Even though the panel is tested by underwriters laboratories and the breakers made by different manufacturers are also UL listed, and even though a siemens breakers is the exact same dimensions as a GE breaker, and even though between a siemens breaker and a GE breaker there is no difference between the tension plug that makes contact with the bus, and though there is no difference between the "hooks" in the panel and the "Hooks" on the breaker that actually holds it in place, and even though when you use a Siemens breaker in a GE panel you couldn't tell the difference other than markings on the breaker, and even though any electrician who's run a service truck has used a breaker in a panel that was of different manufacturers...




The serious answer is yes, try and use the same brand if at all possible.

But... do you always replace every part on your ford (for instance) with motocraft parts? If you bought an energizer brand flashlight with energizer brand batteries and the instructions only list energizer brand batteries... and your flashlight goes dead but all you have are duracells are you going to wait for some energizers?

My point is, it's not as if you have to force these breakers to fit, these will fit without rigging up anything special. Bob53's' panel has a sheet glued in it which states acceptable replacement breakers. If it's not listed in your panel, it's probably listed in the booklet that came with the panel when it was installed which you probably don't have. In a perfect world we would only replace it with a GE breaker.
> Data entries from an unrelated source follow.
//! Error types for the request channel, credential renewal, the streaming
//! channel, and event reconciliation.

use std::path::PathBuf;

use tokio_tungstenite::tungstenite;

/// Why a credential renewal did not produce a fresh pair.
///
/// Cloned into every request that was queued behind the failed renewal.
#[derive(Debug, Clone, PartialEq, Eq, thiserror::Error)]
pub enum RenewalError {
    #[error("no renewal credential stored")]
    MissingRenewalCredential,

    #[error("renewal rejected with status {status}")]
    Rejected { status: u16 },

    #[error("renewal request failed: {0}")]
    Transport(String),

    #[error("malformed renewal response: {0}")]
    Decode(String),

    #[error("renewed credentials could not be stored: {0}")]
    Store(String),

    #[error("renewal abandoned before completion")]
    Abandoned,
}

/// Failures surfaced by the request channel.
#[derive(Debug, thiserror::Error)]
pub enum ApiError {
    #[error("not authenticated")]
    NotAuthenticated,

    #[error("authorization rejected")]
    Unauthorized,

    #[error("request failed with status {status}: {message}")]
    Status { status: u16, message: String },

    #[error("request channel unavailable: {0}")]
    Transport(String),

    #[error("malformed response body: {0}")]
    Decode(#[from] serde_json::Error),

    #[error(transparent)]
    Renewal(#[from] RenewalError),

    #[error(transparent)]
    Store(#[from] StoreError),
}

impl ApiError {
    pub fn from_reqwest(err: reqwest::Error) -> Self {
        match err.status() {
            Some(status) if status.as_u16() == 401 => Self::Unauthorized,
            Some(status) => Self::Status {
                status: status.as_u16(),
                message: err.to_string(),
            },
            None => Self::Transport(err.to_string()),
        }
    }

    /// True for failures that mean the access credential was not accepted.
    pub fn is_unauthorized(&self) -> bool {
        matches!(self, Self::Unauthorized)
    }
}

/// Failures of the streaming channel.
#[derive(Debug, Clone, PartialEq, Eq, thiserror::Error)]
pub enum StreamError {
    #[error("gave up after {attempts} reconnection attempts")]
    RetriesExhausted { attempts: u32 },

    #[error("streaming channel connect failed: {0}")]
    Connect(String),

    #[error("streaming channel is not connected")]
    NotConnected,

    #[error("failed to encode outbound frame: {0}")]
    Encode(String),
}

impl StreamError {
    pub fn from_tungstenite(err: tungstenite::Error) -> Self {
        match err {
            tungstenite::Error::Http(response) => {
                Self::Connect(format!("handshake rejected with status {}", response.status()))
            }
            other => Self::Connect(other.to_string()),
        }
    }
}

/// A consumer could not apply an event to its state.
#[derive(Debug, thiserror::Error)]
pub enum ListenerError {
    #[error("{consumer} could not apply {event}: {reason}")]
    Apply {
        consumer: &'static str,
        event: String,
        reason: String,
    },
}

/// Invalid values in the layered configuration.
#[derive(Debug, thiserror::Error)]
pub enum ConfigError {
    #[error("invalid {field} {value:?}: {reason}")]
    InvalidUrl {
        field: &'static str,
        value: String,
        reason: String,
    },

    #[error("configuration could not be loaded: {0}")]
    Load(#[from] Box<figment::Error>),
}

/// Failures of the persistent credential store.
#[derive(Debug, thiserror::Error)]
pub enum StoreError {
    #[error("credential store I/O failed at {}: {source}", path.display())]
    Io {
        path: PathBuf,
        #[source]
        source: std::io::Error,
    },

    #[error("credential store is corrupt: {0}")]
    Corrupt(#[from] serde_json::Error),
}
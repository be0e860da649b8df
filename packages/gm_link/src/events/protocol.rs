//! Typed streaming-channel events.
//!
//! Every event the service is known to send has an [`EventKind`] and a
//! payload struct describing its shape. Names outside that set decode to
//! [`ServerEvent::Other`] with the raw payload, so newer servers keep working.

use std::fmt;

use serde::{Deserialize, Serialize};
use serde_json::Value;

use crate::models::{Character, DiceResult, GameMap, MapToken, TokenPatch};
use crate::stream::frame::Envelope;

/// Closed set of known event names.
#[derive(Debug, Clone, Copy, PartialEq, Eq, Hash)]
pub enum EventKind {
    /// Local: the streaming channel opened.
    Connected,
    /// Local: the streaming channel closed.
    Disconnected,
    Error,
    Ping,
    PlayerJoined,
    PlayerLeft,
    PlayerReady,
    SessionStarted,
    SessionEnded,
    CharacterCreated,
    CharacterUpdated,
    CharacterDeleted,
    HpChanged,
    DiceResult,
    Chat,
    CombatStarted,
    CombatEnded,
    TurnChanged,
    InitiativeRolled,
    MapCreated,
    MapChanged,
    TokenAdded,
    TokenUpdated,
    TokenRemoved,
}

impl EventKind {
    pub const ALL: &'static [EventKind] = &[
        Self::Connected,
        Self::Disconnected,
        Self::Error,
        Self::Ping,
        Self::PlayerJoined,
        Self::PlayerLeft,
        Self::PlayerReady,
        Self::SessionStarted,
        Self::SessionEnded,
        Self::CharacterCreated,
        Self::CharacterUpdated,
        Self::CharacterDeleted,
        Self::HpChanged,
        Self::DiceResult,
        Self::Chat,
        Self::CombatStarted,
        Self::CombatEnded,
        Self::TurnChanged,
        Self::InitiativeRolled,
        Self::MapCreated,
        Self::MapChanged,
        Self::TokenAdded,
        Self::TokenUpdated,
        Self::TokenRemoved,
    ];

    pub fn as_str(self) -> &'static str {
        match self {
            Self::Connected => "connected",
            Self::Disconnected => "disconnected",
            Self::Error => "error",
            Self::Ping => "ping",
            Self::PlayerJoined => "player_joined",
            Self::PlayerLeft => "player_left",
            Self::PlayerReady => "player_ready",
            Self::SessionStarted => "session_started",
            Self::SessionEnded => "session_ended",
            Self::CharacterCreated => "character_created",
            Self::CharacterUpdated => "character_updated",
            Self::CharacterDeleted => "character_deleted",
            Self::HpChanged => "hp_changed",
            Self::DiceResult => "dice_result",
            Self::Chat => "chat",
            Self::CombatStarted => "combat_started",
            Self::CombatEnded => "combat_ended",
            Self::TurnChanged => "turn_changed",
            Self::InitiativeRolled => "initiative_rolled",
            Self::MapCreated => "map_created",
            Self::MapChanged => "map_changed",
            Self::TokenAdded => "token_added",
            Self::TokenUpdated => "token_updated",
            Self::TokenRemoved => "token_removed",
        }
    }

    pub fn from_name(name: &str) -> Option<Self> {
        Self::ALL.iter().copied().find(|kind| kind.as_str() == name)
    }
}

impl fmt::Display for EventKind {
    fn fmt(&self, f: &mut fmt::Formatter<'_>) -> fmt::Result {
        f.write_str(self.as_str())
    }
}

// =============================================================================
// Payloads
// =============================================================================

#[derive(Debug, Clone, PartialEq, Eq, Serialize, Deserialize)]
pub struct ErrorPayload {
    #[serde(default)]
    pub message: String,
}

#[derive(Debug, Clone, PartialEq, Eq, Serialize, Deserialize)]
pub struct PlayerJoined {
    pub player_id: i64,
    #[serde(default)]
    pub player_name: String,
    #[serde(default)]
    pub is_gm: bool,
}

#[derive(Debug, Clone, PartialEq, Eq, Serialize, Deserialize)]
pub struct PlayerLeft {
    pub player_id: i64,
}

#[derive(Debug, Clone, PartialEq, Eq, Serialize, Deserialize)]
pub struct PlayerReady {
    pub player_id: i64,
    #[serde(default)]
    pub player_name: String,
    pub is_ready: bool,
}

#[derive(Debug, Clone, Default, PartialEq, Eq, Serialize, Deserialize)]
#[serde(default)]
pub struct SessionStarted {
    pub session_id: Option<i64>,
    pub session_code: Option<String>,
}

#[derive(Debug, Clone, Default, PartialEq, Eq, Serialize, Deserialize)]
#[serde(default)]
pub struct SessionEnded {
    pub reason: Option<String>,
}

/// Full character record, sent on create and on update.
#[derive(Debug, Clone, PartialEq, Eq, Serialize, Deserialize)]
pub struct CharacterChanged {
    pub character: Character,
}

#[derive(Debug, Clone, PartialEq, Eq, Serialize, Deserialize)]
pub struct CharacterDeleted {
    pub character_id: i64,
}

#[derive(Debug, Clone, PartialEq, Eq, Serialize, Deserialize)]
pub struct HpChanged {
    pub character_id: i64,
    pub hp: i32,
    #[serde(default)]
    pub damage: Option<i32>,
    #[serde(default)]
    pub heal: Option<i32>,
}

#[derive(Debug, Clone, PartialEq, Eq, Serialize, Deserialize)]
pub struct ChatMessage {
    #[serde(default)]
    pub player_id: Option<i64>,
    #[serde(default)]
    pub player_name: String,
    pub message: String,
}

#[derive(Debug, Clone, Default, PartialEq, Eq, Serialize, Deserialize)]
#[serde(default)]
pub struct CombatStarted {
    #[serde(alias = "id")]
    pub combat_id: Option<i64>,
    pub round_number: Option<u32>,
}

#[derive(Debug, Clone, PartialEq, Eq, Serialize, Deserialize)]
pub struct TurnChanged {
    pub participant_id: i64,
    pub character_id: i64,
    #[serde(default)]
    pub character_name: String,
    pub round_number: u32,
}

/// An initiative roll. Player rolls carry `player_id`; NPC rolls carry
/// `character_id` and `is_npc`.
#[derive(Debug, Clone, PartialEq, Eq, Serialize, Deserialize)]
pub struct InitiativeRolled {
    #[serde(default)]
    pub player_id: Option<i64>,
    #[serde(default)]
    pub character_id: Option<i64>,
    #[serde(default)]
    pub player_name: String,
    #[serde(default)]
    pub character_name: Option<String>,
    pub roll: i32,
    #[serde(default)]
    pub is_npc: bool,
}

#[derive(Debug, Clone, PartialEq, Serialize, Deserialize)]
pub struct MapCreated {
    pub map: GameMap,
}

#[derive(Debug, Clone, PartialEq, Eq, Serialize, Deserialize)]
pub struct MapChanged {
    pub map_id: String,
    #[serde(default)]
    pub name: Option<String>,
    #[serde(default)]
    pub background_url: Option<String>,
}

#[derive(Debug, Clone, PartialEq, Serialize, Deserialize)]
pub struct TokenAdded {
    pub map_id: String,
    pub token: MapToken,
}

#[derive(Debug, Clone, PartialEq, Serialize, Deserialize)]
pub struct TokenUpdated {
    pub map_id: String,
    pub token_id: String,
    #[serde(default)]
    pub changes: TokenPatch,
}

#[derive(Debug, Clone, PartialEq, Eq, Serialize, Deserialize)]
pub struct TokenRemoved {
    pub map_id: String,
    pub token_id: String,
}

// =============================================================================
// ServerEvent
// =============================================================================

/// One event delivered to listeners.
#[derive(Debug, Clone, PartialEq)]
pub enum ServerEvent {
    Connected,
    Disconnected,
    Error(ErrorPayload),
    Ping(Value),
    PlayerJoined(PlayerJoined),
    PlayerLeft(PlayerLeft),
    PlayerReady(PlayerReady),
    SessionStarted(SessionStarted),
    SessionEnded(SessionEnded),
    CharacterCreated(CharacterChanged),
    CharacterUpdated(CharacterChanged),
    CharacterDeleted(CharacterDeleted),
    HpChanged(HpChanged),
    DiceResult(DiceResult),
    Chat(ChatMessage),
    CombatStarted(CombatStarted),
    CombatEnded,
    TurnChanged(TurnChanged),
    InitiativeRolled(InitiativeRolled),
    MapCreated(MapCreated),
    MapChanged(MapChanged),
    TokenAdded(TokenAdded),
    TokenUpdated(TokenUpdated),
    TokenRemoved(TokenRemoved),
    /// An event name outside the known set.
    Other { name: String, payload: Value },
}

impl ServerEvent {
    /// Decode an envelope. A known name with a payload of the wrong shape is
    /// an error; an unknown name always decodes to [`ServerEvent::Other`].
    pub fn decode(envelope: Envelope) -> Result<Self, serde_json::Error> {
        let Some(kind) = EventKind::from_name(&envelope.event) else {
            return Ok(Self::Other {
                name: envelope.event,
                payload: envelope.payload,
            });
        };

        let p = envelope.payload;
        let event = match kind {
            EventKind::Connected => Self::Connected,
            EventKind::Disconnected => Self::Disconnected,
            EventKind::Error => Self::Error(serde_json::from_value(p)?),
            EventKind::Ping => Self::Ping(p),
            EventKind::PlayerJoined => Self::PlayerJoined(serde_json::from_value(p)?),
            EventKind::PlayerLeft => Self::PlayerLeft(serde_json::from_value(p)?),
            EventKind::PlayerReady => Self::PlayerReady(serde_json::from_value(p)?),
            EventKind::SessionStarted => Self::SessionStarted(serde_json::from_value(p)?),
            EventKind::SessionEnded => Self::SessionEnded(serde_json::from_value(p)?),
            EventKind::CharacterCreated => Self::CharacterCreated(serde_json::from_value(p)?),
            EventKind::CharacterUpdated => Self::CharacterUpdated(serde_json::from_value(p)?),
            EventKind::CharacterDeleted => Self::CharacterDeleted(serde_json::from_value(p)?),
            EventKind::HpChanged => Self::HpChanged(serde_json::from_value(p)?),
            EventKind::DiceResult => Self::DiceResult(serde_json::from_value(p)?),
            EventKind::Chat => Self::Chat(serde_json::from_value(p)?),
            EventKind::CombatStarted => Self::CombatStarted(serde_json::from_value(p)?),
            EventKind::CombatEnded => Self::CombatEnded,
            EventKind::TurnChanged => Self::TurnChanged(serde_json::from_value(p)?),
            EventKind::InitiativeRolled => Self::InitiativeRolled(serde_json::from_value(p)?),
            EventKind::MapCreated => Self::MapCreated(serde_json::from_value(p)?),
            EventKind::MapChanged => Self::MapChanged(serde_json::from_value(p)?),
            EventKind::TokenAdded => Self::TokenAdded(serde_json::from_value(p)?),
            EventKind::TokenUpdated => Self::TokenUpdated(serde_json::from_value(p)?),
            EventKind::TokenRemoved => Self::TokenRemoved(serde_json::from_value(p)?),
        };
        Ok(event)
    }

    /// `None` for [`ServerEvent::Other`].
    pub fn kind(&self) -> Option<EventKind> {
        let kind = match self {
            Self::Connected => EventKind::Connected,
            Self::Disconnected => EventKind::Disconnected,
            Self::Error(_) => EventKind::Error,
            Self::Ping(_) => EventKind::Ping,
            Self::PlayerJoined(_) => EventKind::PlayerJoined,
            Self::PlayerLeft(_) => EventKind::PlayerLeft,
            Self::PlayerReady(_) => EventKind::PlayerReady,
            Self::SessionStarted(_) => EventKind::SessionStarted,
            Self::SessionEnded(_) => EventKind::SessionEnded,
            Self::CharacterCreated(_) => EventKind::CharacterCreated,
            Self::CharacterUpdated(_) => EventKind::CharacterUpdated,
            Self::CharacterDeleted(_) => EventKind::CharacterDeleted,
            Self::HpChanged(_) => EventKind::HpChanged,
            Self::DiceResult(_) => EventKind::DiceResult,
            Self::Chat(_) => EventKind::Chat,
            Self::CombatStarted(_) => EventKind::CombatStarted,
            Self::CombatEnded => EventKind::CombatEnded,
            Self::TurnChanged(_) => EventKind::TurnChanged,
            Self::InitiativeRolled(_) => EventKind::InitiativeRolled,
            Self::MapCreated(_) => EventKind::MapCreated,
            Self::MapChanged(_) => EventKind::MapChanged,
            Self::TokenAdded(_) => EventKind::TokenAdded,
            Self::TokenUpdated(_) => EventKind::TokenUpdated,
            Self::TokenRemoved(_) => EventKind::TokenRemoved,
            Self::Other { .. } => return None,
        };
        Some(kind)
    }

    pub fn name(&self) -> &str {
        match self {
            Self::Other { name, .. } => name,
            known => known.kind().map(EventKind::as_str).unwrap_or_default(),
        }
    }
}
While it may not be an acceptable practice to certain electricians, i've personally had to use breakers of other brands in a panel but only after holding both breakers side by side and making sure it will fit just as smooth and perfect as one by the same manufacturer.

But, like I said, in a perfect world where everything works out for everyone, yes, you should use a breaker that the manufacturer of your panel approves as a replacement breaker. I'm sorry, I should've been more clear in previous post.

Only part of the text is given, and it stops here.